La televisión y el Estado

En casa hay un solo televisor, que mi mujer y yo, por cierto, no vemos. Lo ven mi hijo y mi hija, a horas determinadas. Conforme mi hija crece, su convicción se hace más fuerte, así que un día mi hijo se encontró con que mi hija no quería ver el programa que él había elegido. Elijan, les dije, un programa que les guste a los dos. Así lo hicieron, a regañadientes. Pero, obviamente, los conflictos crecieron, y hasta hubo uno que otro grito y manotazo. Nada que pasara a mayores. Como en una casa, el estado somos los padres, nos vimos en la necesidad de intervenir.

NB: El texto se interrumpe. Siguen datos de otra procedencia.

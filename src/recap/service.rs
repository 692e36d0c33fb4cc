//! Recap orchestration
//!
//! One service owns the whole fetch → normalize → dedup → render → cache
//! pipeline. All state flows through it explicitly; there are no module
//! globals. A cache miss on any section triggers a full rebuild — the
//! sections share their source fetches, so rebuilding one costs the same
//! as rebuilding all.

use std::collections::BTreeMap;
use std::sync::Arc;

use tracing::{debug, info, warn};

use crate::cache::FragmentCache;
use crate::model::{ActivityKind, RankEntry, RosterMember, RosterSnapshot};
use crate::render::{
    self, current_date_line, now_ms, render_invitations, render_leaderboard, render_missing_ids,
    render_missing_list, render_new_gigachads, render_rank_changes, render_reviews, render_vouches,
    render_table, NewGigachad, SortDir, SortKey, SortState,
};
use crate::sources::{ProfileApiClient, SnapshotClient};
use crate::types::{GazetteError, Result};

use super::dedup::{Deduper, KnownUsers};
use super::missing::missing_interactions;

/// The cached recap sections, in page order.
pub const SECTIONS: [&str; 6] = [
    "vouches",
    "reviews",
    "leaderboard",
    "new-gigachads",
    "rank-changes",
    "invitations",
];

/// How many newest roster members to resolve against the profiles API.
const NEW_MEMBER_CANDIDATES: usize = 10;

/// Builds and caches recap fragments.
pub struct RecapService {
    snapshots: SnapshotClient,
    profiles: ProfileApiClient,
    cache: Arc<FragmentCache>,
    section_items: usize,
}

impl RecapService {
    pub fn new(
        snapshots: SnapshotClient,
        profiles: ProfileApiClient,
        cache: Arc<FragmentCache>,
        section_items: usize,
    ) -> Self {
        Self {
            snapshots,
            profiles,
            cache,
            section_items,
        }
    }

    /// Serve one section fragment, cache-first. A miss rebuilds and caches
    /// every section in one fetch session.
    pub async fn section_fragment(&self, section: &str) -> Result<String> {
        if !SECTIONS.contains(&section) {
            return Err(GazetteError::UnknownSection(section.to_string()));
        }

        if let Some(html) = self.cache.get(section) {
            debug!(section, "serving fragment from cache");
            return Ok(html);
        }

        let fragments = self.build_all().await;
        fragments
            .get(section)
            .cloned()
            .ok_or_else(|| GazetteError::UnknownSection(section.to_string()))
    }

    /// All section fragments, cache-first: only rebuilds when at least one
    /// section has gone stale.
    pub async fn all_fragments(&self) -> BTreeMap<String, String> {
        let mut cached = BTreeMap::new();
        for section in SECTIONS {
            match self.cache.get(section) {
                Some(html) => {
                    cached.insert(section.to_string(), html);
                }
                None => return self.build_all().await,
            }
        }
        cached
    }

    /// Rebuild every section from fresh source data and cache the results.
    pub async fn build_all(&self) -> BTreeMap<String, String> {
        info!("rebuilding recap fragments");
        let now = now_ms();

        let (ranking, feeds, roster, invitations, rank_changes) = tokio::join!(
            self.snapshots.fetch_ranking(),
            self.snapshots.fetch_activity_feeds(),
            self.snapshots.fetch_roster(),
            self.snapshots.fetch_invitations(),
            self.snapshots.fetch_rank_changes(),
        );

        // Fall back to the per-profile API when the snapshot feed is
        // unavailable; the deduper collapses the overlap across pages.
        let feeds = if feeds.is_empty() && !ranking.ranking.is_empty() {
            warn!("activities snapshot empty, falling back to per-profile feeds");
            let userkeys: Vec<String> = ranking
                .ranking
                .iter()
                .filter_map(|entry| entry.user.userkey.clone())
                .collect();
            self.profiles.fetch_activity_feeds_for(&userkeys).await
        } else {
            feeds
        };

        let known = KnownUsers::from_ranking(&ranking.ranking);
        let mut deduper = Deduper::new();
        let vouches = deduper.dedup(ActivityKind::Vouch, &feeds.vouches, &known);
        let reviews = deduper.dedup(ActivityKind::Review, &feeds.reviews, &known);
        debug!(
            vouches = vouches.len(),
            reviews = reviews.len(),
            distinct = deduper.seen_count(),
            "activity feeds deduplicated"
        );

        let new_members = self.newest_members(&roster).await;

        let mut fragments = BTreeMap::new();
        fragments.insert(
            "vouches".to_string(),
            render_vouches(&vouches, self.section_items, now),
        );
        fragments.insert(
            "reviews".to_string(),
            render_reviews(&reviews, self.section_items, now),
        );
        fragments.insert(
            "leaderboard".to_string(),
            render_leaderboard(&ranking.ranking, self.section_items),
        );
        fragments.insert(
            "new-gigachads".to_string(),
            render_new_gigachads(&new_members, self.section_items, now),
        );
        fragments.insert(
            "rank-changes".to_string(),
            render_rank_changes(&rank_changes.data, self.section_items),
        );
        fragments.insert(
            "invitations".to_string(),
            render_invitations(&invitations),
        );

        for (section, html) in &fragments {
            self.cache.insert(section, html.clone());
        }
        info!(sections = fragments.len(), "recap fragments rebuilt");

        fragments
    }

    /// Newest roster members: take the highest profile ids as candidates,
    /// resolve real creation times via the profiles API, keep the newest.
    /// Candidates the API does not know are dropped.
    async fn newest_members(&self, roster: &RosterSnapshot) -> Vec<NewGigachad> {
        let mut candidates: Vec<&RosterMember> = roster
            .users
            .iter()
            .filter(|user| user.profile_id.is_some())
            .collect();
        candidates.sort_by(|a, b| b.profile_id.cmp(&a.profile_id));
        candidates.truncate(NEW_MEMBER_CANDIDATES);

        let ids: Vec<u64> = candidates.iter().filter_map(|u| u.profile_id).collect();
        if ids.is_empty() {
            return Vec::new();
        }

        let mut records = self.profiles.fetch_profiles(&ids).await;
        if records.is_empty() {
            // The bulk endpoint 500s under load; the public directory
            // carries the same records
            records = self.profiles.fetch_directory(100, 0).await;
        }

        let mut members: Vec<NewGigachad> = candidates
            .into_iter()
            .filter_map(|member| {
                let record = records.iter().find(|r| r.id == member.profile_id)?;
                let created_at = record.created_at?;
                Some(NewGigachad {
                    member: member.clone(),
                    created_at_ms: created_at * 1000,
                })
            })
            .collect();

        members.sort_by(|a, b| b.created_at_ms.cmp(&a.created_at_ms));
        members.truncate(self.section_items);
        members
    }

    /// The sortable ranking table, rebuilt per request.
    pub async fn table_fragment(&self, sort: Option<&str>, dir: Option<&str>) -> String {
        let ranking = self.snapshots.fetch_ranking().await;
        let mut entries = ranking.ranking;

        let state = match sort.and_then(SortKey::parse) {
            Some(column) => SortState::new(
                column,
                dir.and_then(SortDir::parse)
                    .unwrap_or_else(|| column.default_direction()),
            ),
            None => SortState::default(),
        };

        render::sort_entries(&mut entries, state);
        render_table(&entries)
    }

    /// The missing-interaction list for the user at a given rank.
    pub async fn missing_fragment(&self, rank: u32) -> Result<String> {
        let ranking = self.snapshots.fetch_ranking().await;
        let current = ranking
            .ranking
            .iter()
            .find(|entry| entry.rank == rank)
            .ok_or_else(|| GazetteError::NotFound(format!("rank {rank}")))?;

        let missing = missing_interactions(current, &ranking.ranking);
        Ok(render_missing_list(current, &missing))
    }

    /// Roster members without a profile id.
    pub async fn missing_ids_fragment(&self) -> String {
        let roster = self.snapshots.fetch_roster().await;
        let missing: Vec<RosterMember> = roster
            .users
            .into_iter()
            .filter(|user| user.profile_id.is_none())
            .collect();
        render_missing_ids(&missing)
    }

    /// Name search over the ranking, for the table's search box.
    pub async fn search_entries(&self, query: &str) -> Vec<RankEntry> {
        let ranking = self.snapshots.fetch_ranking().await;
        render::search(&ranking.ranking, query)
            .into_iter()
            .cloned()
            .collect()
    }

    /// The recap page's date line.
    pub fn date_line(&self) -> String {
        current_date_line()
    }
}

Mi mujer dijo que la solución era comprar otro televisor, y asunto arreglado. Yo dije que no, que lo mejor era tirar a la basura el que teníamos, y punto. Como el estado de esta casa es mexicano, sucedió lo consabido: se dividió. Se hicieron dos partidos y el debate entonces tomó otro derrotero, muy lejano del derrotero inicial, que era, dicho sea de paso, el crucial. Ahora mi mujer y yo seguimos debatiendo entre comprar otro televisor o tirar el existente, mientras nuestros hijos, allá en la habitación, siguen arrebatándose los canales.